A grand forum, such as a Convention of States, can gather and propose amendments for ratification by three-fourths of state conventions.  This is the last path to take before anyone suggests secession and any other extreme tactics that undermine constitutional restraints on government power and any majority or minority interest that encroaches upon the precious liberties we all possess. 

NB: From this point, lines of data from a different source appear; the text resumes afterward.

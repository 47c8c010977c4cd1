//! Topic Tree and Node Handles
//!
//! A [`TopicTree`] owns one `parking_lot::RwLock` over the node arena. Every
//! [`TopicNode`] handle reaches that lock through a shared reference to the
//! tree, so any node can start a create, search, or remove and all of them
//! serialize against the same lock.
//!
//! Create and remove hold the write lock for the whole walk plus mutation;
//! search holds the read lock, so searches run in parallel with each other
//! but never alongside a writer. Reads are taken recursively, so a thread
//! already holding the read lock can read again while a writer is queued.

use super::arena::{Arena, NodeId};
use super::events::TreeEvent;
use super::stats::{TreeStats, TreeStatsSnapshot};
use super::topic::{join, Topic};
use crate::config::TreeConfig;
use crate::error::{Error, Result};
use chrono::{DateTime, Utc};
use parking_lot::{RwLock, RwLockReadGuard};
use std::sync::Arc;
use tokio::sync::broadcast;
use tracing::{debug, trace};

// =============================================================================
// Shared State
// =============================================================================

struct TreeShared<T> {
    config: TreeConfig,
    /// The single tree-wide lock
    arena: RwLock<Arena<T>>,
    stats: TreeStats,
    event_sender: broadcast::Sender<TreeEvent>,
}

impl<T> TreeShared<T> {
    /// Shared lock for lookups. Recursive so that a payload closure can read
    /// the tree again while a writer is queued.
    fn read(&self) -> RwLockReadGuard<'_, Arena<T>> {
        self.arena.read_recursive()
    }

    fn emit(&self, event: TreeEvent) {
        if self.config.emit_events {
            let _ = self.event_sender.send(event);
        }
    }
}

// =============================================================================
// Topic Tree
// =============================================================================

/// Thread-safe hierarchical namespace keyed by separator-delimited topics
///
/// Cloning a tree is cheap and yields another handle to the same nodes.
pub struct TopicTree<T> {
    shared: Arc<TreeShared<T>>,
}

impl<T> TopicTree<T> {
    /// Create an empty tree with the default configuration
    pub fn new() -> Self {
        Self::build(TreeConfig::default())
    }

    /// Create an empty tree with a validated configuration
    pub fn with_config(config: TreeConfig) -> Result<Self> {
        config.validate()?;
        Ok(Self::build(config))
    }

    fn build(config: TreeConfig) -> Self {
        let (event_sender, _) = broadcast::channel(config.event_capacity);
        Self {
            shared: Arc::new(TreeShared {
                config,
                arena: RwLock::new(Arena::new()),
                stats: TreeStats::default(),
                event_sender,
            }),
        }
    }

    /// Handle to the root node
    pub fn root(&self) -> TopicNode<T> {
        TopicNode {
            shared: self.shared.clone(),
            id: NodeId::ROOT,
            label: Arc::from(""),
        }
    }

    /// Insert `topic` below the root, see [`TopicNode::create`]
    pub fn create(&self, topic: &str) -> Option<TopicNode<T>> {
        self.root().create(topic)
    }

    /// Look up `topic` below the root, see [`TopicNode::search`]
    pub fn search(&self, topic: &str) -> Option<TopicNode<T>> {
        self.root().search(topic)
    }

    /// Remove `topic` below the root, see [`TopicNode::remove`]
    pub fn remove(&self, topic: &str) -> bool {
        self.root().remove(topic)
    }

    /// Insert `topic` below the root, see [`TopicNode::try_create`]
    pub fn try_create(&self, topic: &str) -> Result<TopicNode<T>> {
        self.root().try_create(topic)
    }

    /// Look up `topic` below the root, see [`TopicNode::try_search`]
    pub fn try_search(&self, topic: &str) -> Result<TopicNode<T>> {
        self.root().try_search(topic)
    }

    /// Remove `topic` below the root, see [`TopicNode::try_remove`]
    pub fn try_remove(&self, topic: &str) -> Result<usize> {
        self.root().try_remove(topic)
    }

    /// Number of live nodes, root included
    pub fn len(&self) -> usize {
        self.shared.read().len()
    }

    /// Check if the tree holds nothing but the root
    pub fn is_empty(&self) -> bool {
        self.len() == 1
    }

    /// Configuration the tree was built with
    pub fn config(&self) -> &TreeConfig {
        &self.shared.config
    }

    /// Get operation statistics
    pub fn stats(&self) -> TreeStatsSnapshot {
        self.shared.stats.snapshot()
    }

    /// Get an event receiver
    pub fn subscribe(&self) -> broadcast::Receiver<TreeEvent> {
        self.shared.event_sender.subscribe()
    }
}

impl<T> Default for TopicTree<T> {
    fn default() -> Self {
        Self::new()
    }
}

impl<T> Clone for TopicTree<T> {
    fn clone(&self) -> Self {
        Self {
            shared: self.shared.clone(),
        }
    }
}

impl<T> std::fmt::Debug for TopicTree<T> {
    fn fmt(&self, f: &mut std::fmt::Formatter<'_>) -> std::fmt::Result {
        f.debug_struct("TopicTree")
            .field("nodes", &self.len())
            .field("separator", &self.shared.config.separator)
            .finish()
    }
}

// =============================================================================
// Topic Node
// =============================================================================

/// Handle to one node of a [`TopicTree`]
///
/// Handles stay valid to hold after the node is removed; they then resolve
/// to nothing: lookups from them fail and accessors return empty values.
pub struct TopicNode<T> {
    shared: Arc<TreeShared<T>>,
    id: NodeId,
    label: Arc<str>,
}

impl<T> TopicNode<T> {
    fn handle(&self, arena: &Arena<T>, id: NodeId) -> Option<TopicNode<T>> {
        let label = arena.get(id)?.label.clone();
        Some(TopicNode {
            shared: self.shared.clone(),
            id,
            label,
        })
    }

    /// Full topic of `path` resolved from this node
    fn topic_below(&self, arena: &Arena<T>, path: &str) -> String {
        let separator = self.shared.config.separator;
        match arena.topic_of(self.id, separator) {
            Some(base) if !base.is_empty() => join(&[base.as_str(), path], separator),
            _ => path.to_string(),
        }
    }

    // =========================================================================
    // Core operations
    // =========================================================================

    /// Insert `topic` below this node, creating missing prefixes.
    ///
    /// Returns the new leaf, or `None` when the leaf already existed or the
    /// topic is malformed.
    pub fn create(&self, topic: &str) -> Option<TopicNode<T>> {
        self.try_create(topic).ok()
    }

    /// Look up `topic` below this node
    pub fn search(&self, topic: &str) -> Option<TopicNode<T>> {
        self.try_search(topic).ok()
    }

    /// Remove `topic` and its whole subtree. Returns `true` iff a node was
    /// removed.
    pub fn remove(&self, topic: &str) -> bool {
        self.try_remove(topic).is_ok()
    }

    /// Insert `topic` below this node, reporting why nothing was created
    pub fn try_create(&self, topic: &str) -> Result<TopicNode<T>> {
        let shared = &self.shared;
        let parsed = Topic::parse(topic, &shared.config)?;

        let mut arena = shared.arena.write();
        if arena.get(self.id).is_none() {
            return Err(Error::StaleNode);
        }

        let mut created = Vec::new();
        let leaf = arena.put(self.id, parsed.segments(), &mut created);

        let Some(leaf) = leaf else {
            shared.stats.record_conflict();
            trace!(topic = %parsed, "topic already exists");
            return Err(Error::TopicExists {
                topic: topic.to_string(),
            });
        };

        shared.stats.record_created(created.len());
        for &id in &created {
            let (Some(full_topic), Some(node)) = (
                arena.topic_of(id, shared.config.separator),
                arena.get(id),
            ) else {
                continue;
            };
            shared.emit(TreeEvent::NodeCreated {
                topic: full_topic,
                created_at: node.created_at,
            });
        }

        debug!(topic = %parsed, created = created.len(), "topic created");
        self.handle(&arena, leaf).ok_or(Error::StaleNode)
    }

    /// Look up `topic` below this node, reporting why nothing was found
    pub fn try_search(&self, topic: &str) -> Result<TopicNode<T>> {
        let shared = &self.shared;
        let parsed = Topic::parse(topic, &shared.config)?;

        let arena = shared.read();
        if arena.get(self.id).is_none() {
            return Err(Error::StaleNode);
        }

        let found = arena.find(self.id, parsed.segments());
        shared.stats.record_search(found.is_some());
        trace!(topic = %parsed, found = found.is_some(), "topic search");

        found
            .and_then(|id| self.handle(&arena, id))
            .ok_or_else(|| Error::TopicNotFound {
                topic: topic.to_string(),
            })
    }

    /// Remove `topic` and its subtree, returning the number of nodes released
    pub fn try_remove(&self, topic: &str) -> Result<usize> {
        let shared = &self.shared;
        let parsed = Topic::parse(topic, &shared.config)?;

        let mut arena = shared.arena.write();
        if arena.get(self.id).is_none() {
            return Err(Error::StaleNode);
        }

        let full_topic = self.topic_below(&arena, parsed.as_str());
        let Some(released) = arena.pop(self.id, parsed.segments()) else {
            trace!(topic = %parsed, "nothing to remove");
            return Err(Error::TopicNotFound {
                topic: topic.to_string(),
            });
        };

        shared.stats.record_removal(released);
        shared.emit(TreeEvent::NodeRemoved {
            topic: full_topic.clone(),
            nodes_removed: released as u64,
        });

        debug!(topic = %full_topic, released, "topic removed");
        Ok(released)
    }

    // =========================================================================
    // Accessors
    // =========================================================================

    /// Segment label of this node, empty for the root
    pub fn label(&self) -> &str {
        &self.label
    }

    /// Check if this is the root node
    pub fn is_root(&self) -> bool {
        self.id == NodeId::ROOT
    }

    /// Check if the node is still part of its tree
    pub fn is_alive(&self) -> bool {
        self.shared.read().get(self.id).is_some()
    }

    /// Full topic from the root, rebuilt from parent links
    pub fn topic(&self) -> Option<String> {
        self.shared
            .read()
            .topic_of(self.id, self.shared.config.separator)
    }

    /// Number of edges from the root
    pub fn depth(&self) -> Option<usize> {
        self.shared.read().depth_of(self.id)
    }

    /// Parent node; `None` for the root and for removed nodes
    pub fn parent(&self) -> Option<TopicNode<T>> {
        if self.is_root() {
            return None;
        }
        let arena = self.shared.read();
        let parent = arena.get(self.id)?.parent;
        self.handle(&arena, parent)
    }

    /// Snapshot of the children in insertion order
    pub fn children(&self) -> Vec<TopicNode<T>> {
        let arena = self.shared.read();
        match arena.get(self.id) {
            Some(node) => node
                .children
                .iter()
                .filter_map(|&child| self.handle(&arena, child))
                .collect(),
            None => Vec::new(),
        }
    }

    /// Number of direct children
    pub fn child_count(&self) -> usize {
        self.shared
            .read()
            .get(self.id)
            .map_or(0, |node| node.children.len())
    }

    /// Creation time; `None` once the node is removed
    pub fn created_at(&self) -> Option<DateTime<Utc>> {
        self.shared.read().get(self.id).map(|node| node.created_at)
    }

    /// Tree this node belongs to
    pub fn tree(&self) -> TopicTree<T> {
        TopicTree {
            shared: self.shared.clone(),
        }
    }

    // =========================================================================
    // Payload
    // =========================================================================

    /// Run `f` against the attached payload under the read lock
    ///
    /// `f` may read the tree again (search, topic, children) but must not
    /// create, remove, or set payloads on the same tree: those need the
    /// write lock and would wait on the lock `f` is holding.
    pub fn with_payload<R>(&self, f: impl FnOnce(Option<&T>) -> R) -> R {
        let arena = self.shared.read();
        f(arena.get(self.id).and_then(|node| node.payload.as_ref()))
    }

    /// Attach a payload, returning the previous one
    pub fn set_payload(&self, payload: T) -> Result<Option<T>> {
        let mut arena = self.shared.arena.write();
        let node = arena.get_mut(self.id).ok_or(Error::StaleNode)?;
        Ok(node.payload.replace(payload))
    }

    /// Detach and return the payload
    pub fn take_payload(&self) -> Option<T> {
        self.shared
            .arena
            .write()
            .get_mut(self.id)
            .and_then(|node| node.payload.take())
    }
}

impl<T: Clone> TopicNode<T> {
    /// Clone of the attached payload
    pub fn payload(&self) -> Option<T> {
        self.with_payload(|payload| payload.cloned())
    }
}

impl<T> Clone for TopicNode<T> {
    fn clone(&self) -> Self {
        Self {
            shared: self.shared.clone(),
            id: self.id,
            label: self.label.clone(),
        }
    }
}

impl<T> PartialEq for TopicNode<T> {
    fn eq(&self, other: &Self) -> bool {
        Arc::ptr_eq(&self.shared, &other.shared) && self.id == other.id
    }
}

impl<T> Eq for TopicNode<T> {}

impl<T> std::fmt::Debug for TopicNode<T> {
    fn fmt(&self, f: &mut std::fmt::Formatter<'_>) -> std::fmt::Result {
        f.debug_struct("TopicNode")
            .field("label", &&*self.label)
            .field("id", &self.id)
            .finish()
    }
}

Any action taking a revolutionary route outside of our American system is treason.  Liberty is not a game.  This is not some frat party, or hastily arranged university experiment on the commons, or classroom discussion.  Stakes are high.  America is dealing with severe economic tepidness and designing foreign adversaries.  It is a matter of national and individual Liberty and Independence.  This free citizen will continue to denounce despotic perversities, identify radical innovations, unravel deceitful devices, and unmask dissimulative demagogues, every time they rear their brutal heads, and there have been plenty.  Remember, there are no constraints on a free mind, but there must be reasonable restraints on corrosive actions that abuse the rule of law, equal justice, and public decency.